Morte de Nelson Sargento: amigos e famosos lamentam perda do baluarte


Governador Cláudio Castro afirmou que Sargento era ‘um dos maiores representantes do samba e ícone da nossa cultura popular’. O cantor e compositor de samba Nelson Sargento durante entrevista na sede do Cordão da Bola Preta, no Centro do Rio de Janeiro, em setembro de 2010
Paulo Vitor/Estadão Conteúdo/Arquivo
Companheiros de vida, de samba e de Avenida lamentaram a morte de Nelson Sargento, nesta quinta-feira (27).
O baluarte de 96 anos morreu às 10h45, seis dias após ser internado no Instituto Nacional do Câncer (Inca), diagnosticado com Covid.
Veja o que foi dito da perda:
Cláudio Castro, governador do RJ
“Perdemos hoje um dos maiores representantes do samba, presidente de honra da Estação Primeira de Mangueira e ícone da nossa cultura popular.
Desejo que Deus o receba com todo seu amor.
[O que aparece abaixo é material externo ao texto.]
use std::sync::Mutex;

use chrono::Utc;
use courier_core::types::{FallbackContext, OAuthTokenRecord, TodoItem, TodoPriority, TodoStatus, Turn};
use rusqlite::{params, Connection, OptionalExtension};

use crate::db;
use crate::error::Result;

/// SQLite-backed store for turns, fallback context, todos, and OAuth tokens.
///
/// Every public method offloads the blocking `rusqlite` call onto the Tokio
/// blocking threadpool via `spawn_blocking` so callers never stall the async
/// runtime on synchronous I/O.
pub struct HistoryStore {
    conn: Mutex<Connection>,
}

impl HistoryStore {
    pub fn open(db_path: &str) -> Result<Self> {
        let conn = Connection::open(db_path)?;
        db::init_db(&conn)?;
        Ok(Self { conn: Mutex::new(conn) })
    }

    pub fn open_in_memory() -> Result<Self> {
        let conn = Connection::open_in_memory()?;
        db::init_db(&conn)?;
        Ok(Self { conn: Mutex::new(conn) })
    }

    pub async fn save_turn(
        self: &std::sync::Arc<Self>,
        chat_id: String,
        user_text: String,
        bot_response: String,
        duration_ms: Option<i64>,
    ) -> Result<()> {
        let this = self.clone();
        tokio::task::spawn_blocking(move || this.save_turn_sync(&chat_id, &user_text, &bot_response, duration_ms)).await??;
        Ok(())
    }

    fn save_turn_sync(&self, chat_id: &str, user_text: &str, bot_response: &str, duration_ms: Option<i64>) -> rusqlite::Result<()> {
        let conn = self.conn.lock().unwrap();
        conn.execute(
            "INSERT INTO turns (chat_id, user_text, bot_response, duration_ms, created_at) VALUES (?1, ?2, ?3, ?4, ?5)",
            params![chat_id, user_text, bot_response, duration_ms, Utc::now().to_rfc3339()],
        )?;
        Ok(())
    }

    /// Returns the most recent `limit` turns in oldest-first order, each text
    /// field truncated to `max_chars`.
    pub async fn recent_turns(self: &std::sync::Arc<Self>, chat_id: String, limit: u32, max_chars: usize) -> Result<Vec<Turn>> {
        let this = self.clone();
        let turns = tokio::task::spawn_blocking(move || this.recent_turns_sync(&chat_id, limit, max_chars)).await??;
        Ok(turns)
    }

    fn recent_turns_sync(&self, chat_id: &str, limit: u32, max_chars: usize) -> rusqlite::Result<Vec<Turn>> {
        let conn = self.conn.lock().unwrap();
        let mut stmt = conn.prepare(
            "SELECT id, chat_id, user_text, bot_response, duration_ms, created_at
             FROM turns WHERE chat_id = ?1 ORDER BY id DESC LIMIT ?2",
        )?;
        let mut rows: Vec<Turn> = stmt
            .query_map(params![chat_id, limit], |row| {
                let created_at: String = row.get(5)?;
                Ok(Turn {
                    id: row.get(0)?,
                    chat_id: row.get(1)?,
                    user_text: truncate(&row.get::<_, String>(2)?, max_chars),
                    bot_response: truncate(&row.get::<_, String>(3)?, max_chars),
                    duration_ms: row.get(4)?,
                    created_at: created_at.parse().unwrap_or_else(|_| Utc::now()),
                })
            })?
            .collect::<rusqlite::Result<_>>()?;
        rows.reverse();
        Ok(rows)
    }

    pub async fn save_fallback(self: &std::sync::Arc<Self>, chat_id: String, stdout: String) -> Result<()> {
        let this = self.clone();
        tokio::task::spawn_blocking(move || this.save_fallback_sync(&chat_id, &stdout)).await??;
        Ok(())
    }

    fn save_fallback_sync(&self, chat_id: &str, stdout: &str) -> rusqlite::Result<()> {
        let conn = self.conn.lock().unwrap();
        conn.execute(
            "INSERT INTO fallback_context (chat_id, stdout, updated_at) VALUES (?1, ?2, ?3)
             ON CONFLICT(chat_id) DO UPDATE SET stdout = excluded.stdout, updated_at = excluded.updated_at",
            params![chat_id, stdout, Utc::now().to_rfc3339()],
        )?;
        Ok(())
    }

    /// Atomic get-and-delete: the fallback blob is consumed by exactly one read.
    pub async fn get_fallback(self: &std::sync::Arc<Self>, chat_id: String) -> Result<Option<FallbackContext>> {
        let this = self.clone();
        let ctx = tokio::task::spawn_blocking(move || this.get_fallback_sync(&chat_id)).await??;
        Ok(ctx)
    }

    fn get_fallback_sync(&self, chat_id: &str) -> rusqlite::Result<Option<FallbackContext>> {
        let conn = self.conn.lock().unwrap();
        let found = conn
            .query_row(
                "SELECT chat_id, stdout, updated_at FROM fallback_context WHERE chat_id = ?1",
                params![chat_id],
                |row| {
                    let updated_at: String = row.get(2)?;
                    Ok(FallbackContext {
                        chat_id: row.get(0)?,
                        stdout: row.get(1)?,
                        updated_at: updated_at.parse().unwrap_or_else(|_| Utc::now()),
                    })
                },
            )
            .optional()?;
        if found.is_some() {
            conn.execute("DELETE FROM fallback_context WHERE chat_id = ?1", params![chat_id])?;
        }
        Ok(found)
    }

    pub async fn clear_fallback(self: &std::sync::Arc<Self>, chat_id: String) -> Result<()> {
        let this = self.clone();
        tokio::task::spawn_blocking(move || this.clear_fallback_sync(&chat_id)).await??;
        Ok(())
    }

    fn clear_fallback_sync(&self, chat_id: &str) -> rusqlite::Result<()> {
        let conn = self.conn.lock().unwrap();
        conn.execute("DELETE FROM fallback_context WHERE chat_id = ?1", params![chat_id])?;
        Ok(())
    }

    pub async fn add_todo(
        self: &std::sync::Arc<Self>,
        chat_id: String,
        title: String,
        due_date: Option<String>,
        priority: TodoPriority,
    ) -> Result<i64> {
        let this = self.clone();
        let id = tokio::task::spawn_blocking(move || this.add_todo_sync(&chat_id, &title, due_date.as_deref(), priority)).await??;
        Ok(id)
    }

    fn add_todo_sync(&self, chat_id: &str, title: &str, due_date: Option<&str>, priority: TodoPriority) -> rusqlite::Result<i64> {
        let conn = self.conn.lock().unwrap();
        conn.execute(
            "INSERT INTO todos (chat_id, title, due_date, priority, status, created_at) VALUES (?1, ?2, ?3, ?4, 'pending', ?5)",
            params![chat_id, title, due_date, priority.as_str(), Utc::now().to_rfc3339()],
        )?;
        Ok(conn.last_insert_rowid())
    }

    pub async fn list_todos(self: &std::sync::Arc<Self>, chat_id: String) -> Result<Vec<TodoItem>> {
        let this = self.clone();
        let items = tokio::task::spawn_blocking(move || this.list_todos_sync(&chat_id)).await??;
        Ok(items)
    }

    fn list_todos_sync(&self, chat_id: &str) -> rusqlite::Result<Vec<TodoItem>> {
        let conn = self.conn.lock().unwrap();
        let mut stmt = conn.prepare(
            "SELECT id, chat_id, title, due_date, priority, status, created_at, completed_at
             FROM todos WHERE chat_id = ?1
             ORDER BY CASE priority WHEN 'high' THEN 1 WHEN 'medium' THEN 2 WHEN 'low' THEN 3 END,
                      due_date IS NULL, due_date ASC, id ASC",
        )?;
        let rows = stmt
            .query_map(params![chat_id], |row| {
                let created_at: String = row.get(6)?;
                let completed_at: Option<String> = row.get(7)?;
                let priority: String = row.get(4)?;
                let status: String = row.get(5)?;
                Ok(TodoItem {
                    id: row.get(0)?,
                    chat_id: row.get(1)?,
                    title: row.get(2)?,
                    due_date: row.get(3)?,
                    priority: priority.parse().unwrap_or(TodoPriority::Medium),
                    status: status.parse().unwrap_or(TodoStatus::Pending),
                    created_at: created_at.parse().unwrap_or_else(|_| Utc::now()),
                    completed_at: completed_at.and_then(|s| s.parse().ok()),
                })
            })?
            .collect();
        rows
    }

    pub async fn complete_todo(self: &std::sync::Arc<Self>, id: i64) -> Result<bool> {
        let this = self.clone();
        let changed = tokio::task::spawn_blocking(move || this.complete_todo_sync(id)).await??;
        Ok(changed)
    }

    fn complete_todo_sync(&self, id: i64) -> rusqlite::Result<bool> {
        let conn = self.conn.lock().unwrap();
        let changed = conn.execute(
            "UPDATE todos SET status = 'done', completed_at = ?1 WHERE id = ?2",
            params![Utc::now().to_rfc3339(), id],
        )?;
        Ok(changed > 0)
    }

    pub async fn delete_todo(self: &std::sync::Arc<Self>, id: i64) -> Result<bool> {
        let this = self.clone();
        let changed = tokio::task::spawn_blocking(move || this.delete_todo_sync(id)).await??;
        Ok(changed)
    }

    fn delete_todo_sync(&self, id: i64) -> rusqlite::Result<bool> {
        let conn = self.conn.lock().unwrap();
        let changed = conn.execute("DELETE FROM todos WHERE id = ?1", params![id])?;
        Ok(changed > 0)
    }

    pub async fn upsert_oauth_token(self: &std::sync::Arc<Self>, service: String, token_json: String) -> Result<()> {
        let this = self.clone();
        tokio::task::spawn_blocking(move || this.upsert_oauth_token_sync(&service, &token_json)).await??;
        Ok(())
    }

    fn upsert_oauth_token_sync(&self, service: &str, token_json: &str) -> rusqlite::Result<()> {
        let conn = self.conn.lock().unwrap();
        conn.execute(
            "INSERT INTO oauth_tokens (service, token_json, updated_at) VALUES (?1, ?2, ?3)
             ON CONFLICT(service) DO UPDATE SET token_json = excluded.token_json, updated_at = excluded.updated_at",
            params![service, token_json, Utc::now().to_rfc3339()],
        )?;
        Ok(())
    }

    pub async fn get_oauth_token(self: &std::sync::Arc<Self>, service: String) -> Result<Option<OAuthTokenRecord>> {
        let this = self.clone();
        let rec = tokio::task::spawn_blocking(move || this.get_oauth_token_sync(&service)).await??;
        Ok(rec)
    }

    fn get_oauth_token_sync(&self, service: &str) -> rusqlite::Result<Option<OAuthTokenRecord>> {
        let conn = self.conn.lock().unwrap();
        conn.query_row(
            "SELECT service, token_json, updated_at FROM oauth_tokens WHERE service = ?1",
            params![service],
            |row| {
                let updated_at: String = row.get(2)?;
                Ok(OAuthTokenRecord {
                    service: row.get(0)?,
                    token_json: row.get(1)?,
                    updated_at: updated_at.parse().unwrap_or_else(|_| Utc::now()),
                })
            },
        )
        .optional()
    }
}

fn truncate(s: &str, max_chars: usize) -> String {
    s.chars().take(max_chars).collect()
}

#[cfg(test)]
mod tests {
    use super::*;
    use std::sync::Arc;

    fn store() -> Arc<HistoryStore> {
        Arc::new(HistoryStore::open_in_memory().unwrap())
    }

    #[tokio::test]
    async fn turn_ordering_is_oldest_first() {
        let store = store();
        for i in 0..5 {
            store.save_turn("chat1".into(), format!("u{i}"), format!("b{i}"), None).await.unwrap();
        }
        let turns = store.recent_turns("chat1".into(), 3, 500).await.unwrap();
        let texts: Vec<_> = turns.iter().map(|t| t.user_text.clone()).collect();
        assert_eq!(texts, vec!["u2", "u3", "u4"]);
    }

    #[tokio::test]
    async fn history_truncation_applies_max_chars() {
        let store = store();
        let long = "x".repeat(1000);
        store.save_turn("chat1".into(), long.clone(), long.clone(), None).await.unwrap();
        let turns = store.recent_turns("chat1".into(), 1, 500).await.unwrap();
        assert_eq!(turns[0].user_text.len(), 500);
        assert_eq!(turns[0].bot_response.len(), 500);
    }

    #[tokio::test]
    async fn fallback_is_consumed_on_read() {
        let store = store();
        store.save_fallback("chat1".into(), "recovery hint".into()).await.unwrap();
        let first = store.get_fallback("chat1".into()).await.unwrap();
        assert_eq!(first.unwrap().stdout, "recovery hint");
        let second = store.get_fallback("chat1".into()).await.unwrap();
        assert!(second.is_none());
    }

    #[tokio::test]
    async fn fallback_resave_overwrites_before_read() {
        let store = store();
        store.save_fallback("chat1".into(), "first".into()).await.unwrap();
        store.save_fallback("chat1".into(), "second".into()).await.unwrap();
        let ctx = store.get_fallback("chat1".into()).await.unwrap().unwrap();
        assert_eq!(ctx.stdout, "second");
    }

    #[tokio::test]
    async fn todos_sort_by_priority_then_due_date_then_id() {
        let store = store();
        store.add_todo("chat1".into(), "low one".into(), None, TodoPriority::Low).await.unwrap();
        store
            .add_todo("chat1".into(), "high no date".into(), None, TodoPriority::High)
            .await
            .unwrap();
        store
            .add_todo("chat1".into(), "high dated".into(), Some("2026-01-01".into()), TodoPriority::High)
            .await
            .unwrap();
        let items = store.list_todos("chat1".into()).await.unwrap();
        let titles: Vec<_> = items.iter().map(|t| t.title.as_str()).collect();
        assert_eq!(titles, vec!["high dated", "high no date", "low one"]);
    }

    #[tokio::test]
    async fn complete_todo_sets_status_and_completed_at() {
        let store = store();
        let id = store.add_todo("chat1".into(), "task".into(), None, TodoPriority::Medium).await.unwrap();
        assert!(store.complete_todo(id).await.unwrap());
        let items = store.list_todos("chat1".into()).await.unwrap();
        assert_eq!(items[0].status, TodoStatus::Done);
        assert!(items[0].completed_at.is_some());
    }

    #[tokio::test]
    async fn oauth_token_upsert_then_get() {
        let store = store();
        store.upsert_oauth_token("google_calendar".into(), "{}".into()).await.unwrap();
        let rec = store.get_oauth_token("google_calendar".into()).await.unwrap().unwrap();
        assert_eq!(rec.token_json, "{}");
    }
}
À família, amigos e fãs, compartilho meu pesar.”
Leandro Vieira, carnavalesco da Mangueira
“O Nelson guardava no corpo e no gesto toda a tradição de uma linhagem de sambistas que podemos traduzir como o tal ‘do samba em pessoa’. Ele trazia pra gente de modo vivo a presença do Cartola, do Nelson Cavaquinho, da Clementina e de tantos outros bambas imortais.
O Nelson era aquele coroa boa-praça. Personificava a presença fraterna de um avô com a energia de uma entidade ancestral que baixava em nosso terreiro.
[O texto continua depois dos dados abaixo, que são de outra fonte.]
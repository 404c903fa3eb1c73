use rusqlite::{Connection, Result};

/// Create tables/indexes. Safe to call on every startup (idempotent).
pub fn init_db(conn: &Connection) -> Result<()> {
    create_turns_table(conn)?;
    create_fallback_context_table(conn)?;
    create_todos_table(conn)?;
    create_oauth_tokens_table(conn)?;
    Ok(())
}

fn create_turns_table(conn: &Connection) -> Result<()> {
    conn.execute_batch(
        "CREATE TABLE IF NOT EXISTS turns (
            id           INTEGER PRIMARY KEY AUTOINCREMENT,
            chat_id      TEXT NOT NULL,
            user_text    TEXT NOT NULL,
            bot_response TEXT NOT NULL,
            duration_ms  INTEGER,
            created_at   TEXT NOT NULL
        );
        CREATE INDEX IF NOT EXISTS idx_turns_chat_id ON turns(chat_id);
        CREATE INDEX IF NOT EXISTS idx_turns_created_at ON turns(created_at);",
    )
}

fn create_fallback_context_table(conn: &Connection) -> Result<()> {
    conn.execute_batch(
        "CREATE TABLE IF NOT EXISTS fallback_context (
            chat_id    TEXT PRIMARY KEY,
            stdout     TEXT NOT NULL,
            updated_at TEXT NOT NULL
        );",
    )
}

fn create_todos_table(conn: &Connection) -> Result<()> {
    conn.execute_batch(
        "CREATE TABLE IF NOT EXISTS todos (
            id           INTEGER PRIMARY KEY AUTOINCREMENT,
            chat_id      TEXT NOT NULL,
            title        TEXT NOT NULL,
            due_date     TEXT,
            priority     TEXT NOT NULL DEFAULT 'medium',
            status       TEXT NOT NULL DEFAULT 'pending',
            created_at   TEXT NOT NULL,
            completed_at TEXT
        );
        CREATE INDEX IF NOT EXISTS idx_todos_chat_id ON todos(chat_id);",
    )
}

fn create_oauth_tokens_table(conn: &Connection) -> Result<()> {
    conn.execute_batch(
        "CREATE TABLE IF NOT EXISTS oauth_tokens (
            service    TEXT PRIMARY KEY,
            token_json TEXT NOT NULL,
            updated_at TEXT NOT NULL
        );",
    )
}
Sua partida é motivo de lamento não só para os mangueirenses, mas para todos os sambistas. Com ele, foram também 96 anos de histórias do samba brasileiro. Sua morte é tal qual um museu centenário cujo o acervo se incendiou. Perdemos todos.
Desde que estou à frente dos projetos artísticos da Mangueira, reverencio o Nelson em vida. Desde 2016 ele desfila em um trono. Nos meus carnavais, o velho Nelson foi entidade, Zumbi e José. No próximo, será uma ausência sentida, mas, de forma alguma, uma lembrança que passará em branco.”